SOUTH BEND, Ind. — Tucked within a Gothic-style building on campus in this small town is a Catholic institution increasingly exerting conservative influence on the Supreme Court: the University of Notre Dame Law School.

The school counts among its former faculty Justice Amy Coney Barrett, who swapped the faux-medieval halls of one institution for the neoclassical marble columns of another in helping form the 6-3 conservative majority on the court.

In a trend that started before Barrett’s appointment but has accelerated since, the school is now having success placing both students and professors in prestigious Supreme Court clerkships. The clerks serve one-year terms and play a low-profile but crucial role in advising their bosses on which cases to take up and how to rule on them.
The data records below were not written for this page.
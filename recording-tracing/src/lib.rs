//! Correlates timed recording lifecycles with distributed-tracing spans.
//!
//! # Overview
//!
//! A [`Recording`] is one measured operation: a named measurement with a
//! start event, a stop event, and a set of tags accumulated in between.
//! This crate turns every measured operation into a properly scoped trace
//! span by correlating the recording's lifecycle with whatever tracing
//! backend is in use, without the measurement code knowing the backend
//! exists.
//!
//! The pieces:
//!
//! - The [`trace`] module defines the **tracer capability**: the three-trait
//!   contract ([`Tracer`], [`Span`], [`Scope`]) a tracing backend implements
//!   to participate. Backend bootstrap (reporters, senders, samplers) stays
//!   in the backend crates.
//! - The [`handler`] module defines the **recording handler** contract and
//!   the [`TracingRecordingHandler`], which opens a trace-context scope when
//!   a recording's work begins, closes it when the work ends, and projects
//!   the recording's tags onto the span when the recording stops.
//! - [`Recording`] carries the tags and the typed [`Attachments`] slot the
//!   handler uses to pass the (span, scope) pair between callbacks.
//!
//! # Getting started
//!
//! ```
//! use recording_tracing::handler::{RecordingHandler, TracingRecordingHandler};
//! use recording_tracing::trace::NoopTracer;
//! use recording_tracing::{Recording, Tag};
//!
//! // A real application hands the handler its backend's tracer; the no-op
//! // tracer stands in when tracing is disabled.
//! let handler = TracingRecordingHandler::new(NoopTracer::new());
//!
//! let mut recording = Recording::start("http.server.requests");
//! handler.on_scope_open(&mut recording);
//!
//! // ...measured work happens, tags accumulate...
//! recording.tag(Tag::new("http.method", "GET"));
//!
//! handler.on_scope_close(&mut recording);
//! recording.stop();
//! handler.on_stop(&mut recording);
//! ```
//!
//! The three callbacks are driven by the lifecycle framework owning the
//! recording, always in open/close/stop order per recording. Callbacks that
//! arrive without their precondition (no ambient span at open, nothing
//! stored at close or stop) degrade to no-ops rather than erroring; tracer
//! failures propagate to the caller untouched.
//!
//! # Feature flags
//!
//! * `internal-logs` (default): internal logging via
//!   [`tracing`](https://crates.io/crates/tracing).
//! * `testing`: exposes the in-memory `testing` backend to downstream
//!   crates.
//!
//! [`Tracer`]: trace::Tracer
//! [`Span`]: trace::Span
//! [`Scope`]: trace::Scope
//! [`TracingRecordingHandler`]: handler::TracingRecordingHandler

#![warn(
    future_incompatible,
    missing_debug_implementations,
    missing_docs,
    nonstandard_style,
    rust_2018_idioms,
    unreachable_pub,
    unused
)]
#![cfg_attr(test, deny(warnings))]
#![cfg_attr(docsrs, feature(doc_cfg, doc_auto_cfg))]

mod attachment;
mod common;
mod internal_logging;
mod recording;

pub mod handler;
pub mod trace;

#[cfg(any(feature = "testing", test))]
#[doc(hidden)]
pub mod testing;

pub use attachment::Attachments;
pub use common::{Key, StringValue, Tag};
pub use recording::{Cardinality, Recording, TagSet};

#[cfg(feature = "internal-logs")]
#[doc(hidden)]
pub mod _private {
    pub use tracing::{debug, warn};
}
They do research, help craft decisions and serve as sounding boards for the justices.

The nation’s elite law schools — particularly Harvard and Yale — have dominated filling clerkships at the Supreme Court and educating the lawyers who went on to be nominated to the court for decades. In the competition for students and prestige, law schools have worked to propel their students into clerk jobs. Conservative criticism of academia, particularly targeting the nation’s elite universities, has grown, presenting an opening for more conservative-minded schools to gain prominence with a more conservative court.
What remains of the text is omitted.